Probability/Statistics (really lost)

[D H]

The trick question is very pertinent to this problem, anonymousk.

The intersection of two sets is the subset of each set that is common to both sets. Subtracting set D from set C yields the part of set C that does not contain any of D. That is not the intersection of C and D.

Try drawing a sequence of pictures. Represent the two sets (C and D) as circles, with the circle representing set C larger than that representing set D. Start the sequence with the circles barely intersecting. That little lens-shaped object that is inside both circles -- that's the intersection of the two sets. Now draw it again, but this time with a more significant intersection. And again, with an even greater intersection. And one more time, where D is completely inside C. What's the intersection look like now?

 

[anonymousk]

The lens shape you're talking about, isn't that the union? Where the two circles overlap each other.
By trying the Venn diagram again, I came to the conclusion that the intersection of set C and D (Where D is a subset of C) is D. Hmm.

 

[D H]

 

[anonymousk]

for n=1

Event A: P(N≥1)=47,2
Event B: P(N≥2)=20,5

P(N≥1) contains (26,7)+(13,1)+(5,3)+(1,4)+(0,7)
P(N≥2) contains (13,1)+(5,3)+(1,4)+(0,7)

So the intersection in this case is (13,1)+(5,3)+(1,4)+(0,7)=20,5 , which is the same value as event B (in this case)?
$P(B|A) = \frac{P(A\cap B)}{P(A)}$.

$P(B|A) = \frac{20,5}{47,2}$.= 0,434

 

[D H]

Yes! Finally!

The intersection of a set C and a subset D of set C is *always* equal to D.

 

[anonymousk]

Haha, yeah, finally indeed! I have a feeling I won't be having much problems in these assignments again. (If I do, I know where to find you ;) )
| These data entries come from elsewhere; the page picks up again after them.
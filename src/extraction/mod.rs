pub mod extractor;
pub mod prompt;
pub mod validate;

pub use extractor::*;
pub use prompt::*;
pub use validate::*;

use thiserror::Error;

#[derive(Error, Debug)]
pub enum ExtractionError {
    #[error("LLM call failed: {0}")]
    Llm(#[from] crate::llm::LlmError),

    #[error("Extraction schema violations after repair: {}", complaints.join("; "))]
    SchemaViolation { complaints: Vec<String> },

    #[error("Nothing to extract: cleaned message is empty")]
    EmptyInput,
}
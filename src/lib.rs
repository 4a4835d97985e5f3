pub mod audit;
pub mod catalog;
pub mod cleaner;
pub mod config;
pub mod erp;
pub mod extraction;
pub mod feedback;
pub mod fsio;
pub mod llm;
pub mod mailbox;
pub mod matching;
pub mod models;
pub mod notify;
pub mod pipeline;
pub mod supervisor;
//! In-memory mailbox for tests.

use std::collections::HashSet;
use std::sync::Mutex;

use super::{EmailMessage, Mailbox, MailboxError};

#[derive(Default)]
pub struct MockMailbox {
    messages: Mutex<Vec<EmailMessage>>,
    read: Mutex<HashSet<String>>,
    fail_fetch: Mutex<bool>,
}

impl MockMailbox {
    pub fn new() -> Self {
        Self::default()
    }

    pub fn push(&self, message: EmailMessage) {
        self.messages.lock().unwrap().push(message);
    }

    pub fn set_fail_fetch(&self, fail: bool) {
        *self.fail_fetch.lock().unwrap() = fail;
    }

    pub fn read_ids(&self) -> Vec<String> {
        let mut ids: Vec<String> = self.read.lock().unwrap().iter().cloned().collect();
        ids.sort();
        ids
    }

    /// Simple plain-text message fixture.
    pub fn text_message(id: &str, from: &str, subject: &str, body: &str) -> EmailMessage {
        EmailMessage {
            message_id: id.to_string(),
            from: from.to_string(),
            subject: subject.to_string(),
            body_text: body.to_string(),
            body_html: None,
            attachments: Vec::new(),
            received_at: None,
        }
    }
}

impl Mailbox for MockMailbox {
    fn list_unread(&self) -> Result<Vec<String>, MailboxError> {
        let read = self.read.lock().unwrap();
        Ok(self
            .messages
            .lock()
            .unwrap()
            .iter()
            .filter(|m| !read.contains(&m.message_id))
            .map(|m| m.message_id.clone())
            .collect())
    }

    fn fetch(&self, message_id: &str) -> Result<EmailMessage, MailboxError> {
        if *self.fail_fetch.lock().unwrap() {
            return Err(MailboxError::Io(std::io::Error::other("mock fetch failure")));
        }
        self.messages
            .lock()
            .unwrap()
            .iter()
            .find(|m| m.message_id == message_id)
            .cloned()
            .ok_or_else(|| MailboxError::NotFound(message_id.to_string()))
    }

    fn mark_read(&self, message_id: &str) -> Result<(), MailboxError> {
        self.read.lock().unwrap().insert(message_id.to_string());
        Ok(())
    }
}

#[cfg(test)]
mod tests {
    use super::*;

    #[test]
    fn unread_excludes_marked() {
        let mailbox = MockMailbox::new();
        mailbox.push(MockMailbox::text_message("m1", "a@b.c", "s", "body"));
        mailbox.push(MockMailbox::text_message("m2", "a@b.c", "s", "body"));

        mailbox.mark_read("m1").unwrap();
        assert_eq!(mailbox.list_unread().unwrap(), vec!["m2"]);
        assert_eq!(mailbox.read_ids(), vec!["m1"]);
    }
}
$P(B|A) = \frac{P(A\cap B)}{P(A)}$.

$P(B|A) = \frac{20,5}{47,2}$.= 0,4343

$P(B|A) = \frac{7,4}{20,5}$.= 0,3610

$P(B|A) = \frac{2,1}{7,4}$.= 0,2838

$P(B|A) = \frac{0,7}{2,1}$.= 0,3333

Then I'm guessing I multiply these probabilities 0,4343*0,3610*0,2838*0,3333 = 0,0148.

Is this correctly done?

$P(B|A) = \frac{P(A\cap B)}{P(A)}$ = $P(B|A) = \frac{(20,5*7,4*2,1*0,7)}{(47,2*20,5*7,4*2,1)}$= 0,0148 = 1,48%

 

[D H]

There's no need to multiply those probabilities.

 

[anonymousk]

Oh. I'll let them stand separate then. Thanks for your help! :)

 

[anonymousk]

There's actually one last question in the assignment in d) which I didn't include."Estimate based on the calculated probabilities of prior day equity returns contain useful information for predicting the next day's return by investing in the stock."

Not sure how to see this. The probability goes down in d) n=1-3, but 4 it rises again. Not sure how to understand this.

 

[D H]

One way to explain that apparent discrepancy is rounding errors. Probabilities are reported to the tenth of a percent. This rounding will make your calculated conditional probabilities be a bit erroneous, particularly when probabilities are small. For example, P(N=5)=0.7% and P(N=4)=1.4% are small probabilities. That apparent rise at n=4 might be a result of rounding rather than a real rise.